/---

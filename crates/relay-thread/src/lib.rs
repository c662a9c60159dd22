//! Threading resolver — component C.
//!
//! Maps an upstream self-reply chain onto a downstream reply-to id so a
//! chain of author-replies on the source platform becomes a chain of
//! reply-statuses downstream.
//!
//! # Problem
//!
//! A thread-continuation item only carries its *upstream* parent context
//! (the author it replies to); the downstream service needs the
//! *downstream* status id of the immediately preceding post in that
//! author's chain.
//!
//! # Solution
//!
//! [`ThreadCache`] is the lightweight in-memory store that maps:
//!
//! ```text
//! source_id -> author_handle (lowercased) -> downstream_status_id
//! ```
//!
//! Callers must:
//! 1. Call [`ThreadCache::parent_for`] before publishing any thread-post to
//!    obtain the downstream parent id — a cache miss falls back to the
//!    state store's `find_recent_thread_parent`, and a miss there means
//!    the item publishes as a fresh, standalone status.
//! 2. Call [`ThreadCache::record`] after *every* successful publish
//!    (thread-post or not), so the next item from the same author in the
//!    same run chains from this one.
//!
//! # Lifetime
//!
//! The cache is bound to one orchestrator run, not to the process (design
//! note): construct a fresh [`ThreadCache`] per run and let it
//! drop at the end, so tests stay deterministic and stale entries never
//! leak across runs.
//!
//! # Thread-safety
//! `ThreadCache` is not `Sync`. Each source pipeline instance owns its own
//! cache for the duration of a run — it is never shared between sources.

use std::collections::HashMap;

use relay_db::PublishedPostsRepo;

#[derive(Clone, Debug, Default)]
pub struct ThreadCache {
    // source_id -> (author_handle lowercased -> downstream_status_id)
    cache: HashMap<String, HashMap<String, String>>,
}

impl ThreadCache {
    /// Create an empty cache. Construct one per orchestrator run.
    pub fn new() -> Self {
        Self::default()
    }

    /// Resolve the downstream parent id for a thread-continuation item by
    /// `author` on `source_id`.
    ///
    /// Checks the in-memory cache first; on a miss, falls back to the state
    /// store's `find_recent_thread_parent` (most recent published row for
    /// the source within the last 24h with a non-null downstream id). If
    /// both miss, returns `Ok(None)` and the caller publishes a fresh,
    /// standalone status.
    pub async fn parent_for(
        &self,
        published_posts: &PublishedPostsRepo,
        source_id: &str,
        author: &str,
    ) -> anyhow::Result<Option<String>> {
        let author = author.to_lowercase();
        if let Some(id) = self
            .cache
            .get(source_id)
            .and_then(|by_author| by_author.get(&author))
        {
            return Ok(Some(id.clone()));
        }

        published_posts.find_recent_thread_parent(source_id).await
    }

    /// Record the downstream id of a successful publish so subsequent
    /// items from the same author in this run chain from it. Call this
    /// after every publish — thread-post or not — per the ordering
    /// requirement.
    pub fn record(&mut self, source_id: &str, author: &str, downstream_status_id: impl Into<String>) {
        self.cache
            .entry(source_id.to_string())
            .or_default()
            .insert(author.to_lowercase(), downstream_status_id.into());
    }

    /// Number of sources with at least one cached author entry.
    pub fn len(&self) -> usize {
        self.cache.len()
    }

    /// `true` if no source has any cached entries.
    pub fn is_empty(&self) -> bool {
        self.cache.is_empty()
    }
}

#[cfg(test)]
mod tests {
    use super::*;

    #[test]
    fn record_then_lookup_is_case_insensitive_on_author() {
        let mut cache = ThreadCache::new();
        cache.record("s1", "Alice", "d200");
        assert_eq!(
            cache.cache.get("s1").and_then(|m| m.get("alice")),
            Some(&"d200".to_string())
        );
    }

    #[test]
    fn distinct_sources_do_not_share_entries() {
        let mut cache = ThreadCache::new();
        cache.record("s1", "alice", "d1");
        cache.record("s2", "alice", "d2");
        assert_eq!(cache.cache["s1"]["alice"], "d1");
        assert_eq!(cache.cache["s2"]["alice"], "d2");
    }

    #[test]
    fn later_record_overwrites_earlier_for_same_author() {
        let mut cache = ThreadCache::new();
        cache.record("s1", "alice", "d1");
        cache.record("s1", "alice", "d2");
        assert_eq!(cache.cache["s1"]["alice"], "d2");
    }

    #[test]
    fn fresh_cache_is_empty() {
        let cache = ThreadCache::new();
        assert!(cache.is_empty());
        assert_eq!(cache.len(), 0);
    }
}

\---

= DESCRIPTION OF THE TASK =
Starting from the line with "any cached entries.", write out every remaining line of the data above exactly, the final line included, and nothing before it.

= YOUR SOLUTION =
    /// `true` if no source has any cached entries.
    pub fn is_empty(&self) -> bool {
        self.cache.is_empty()
    }
}

#[cfg(test)]
mod tests {
    use super::*;

    #[test]
    fn record_then_lookup_is_case_insensitive_on_author() {
        let mut cache = ThreadCache::new();
        cache.record("s1", "Alice", "d200");
        assert_eq!(
            cache.cache.get("s1").and_then(|m| m.get("alice")),
            Some(&"d200".to_string())
        );
    }

    #[test]
    fn distinct_sources_do_not_share_entries() {
        let mut cache = ThreadCache::new();
        cache.record("s1", "alice", "d1");
        cache.record("s2", "alice", "d2");
        assert_eq!(cache.cache["s1"]["alice"], "d1");
        assert_eq!(cache.cache["s2"]["alice"], "d2");
    }

    #[test]
    fn later_record_overwrites_earlier_for_same_author() {
        let mut cache = ThreadCache::new();
        cache.record("s1", "alice", "d1");
        cache.record("s1", "alice", "d2");
        assert_eq!(cache.cache["s1"]["alice"], "d2");
    }

    #[test]
    fn fresh_cache_is_empty() {
        let cache = ThreadCache::new();
        assert!(cache.is_empty());
        assert_eq!(cache.len(), 0);
    }
}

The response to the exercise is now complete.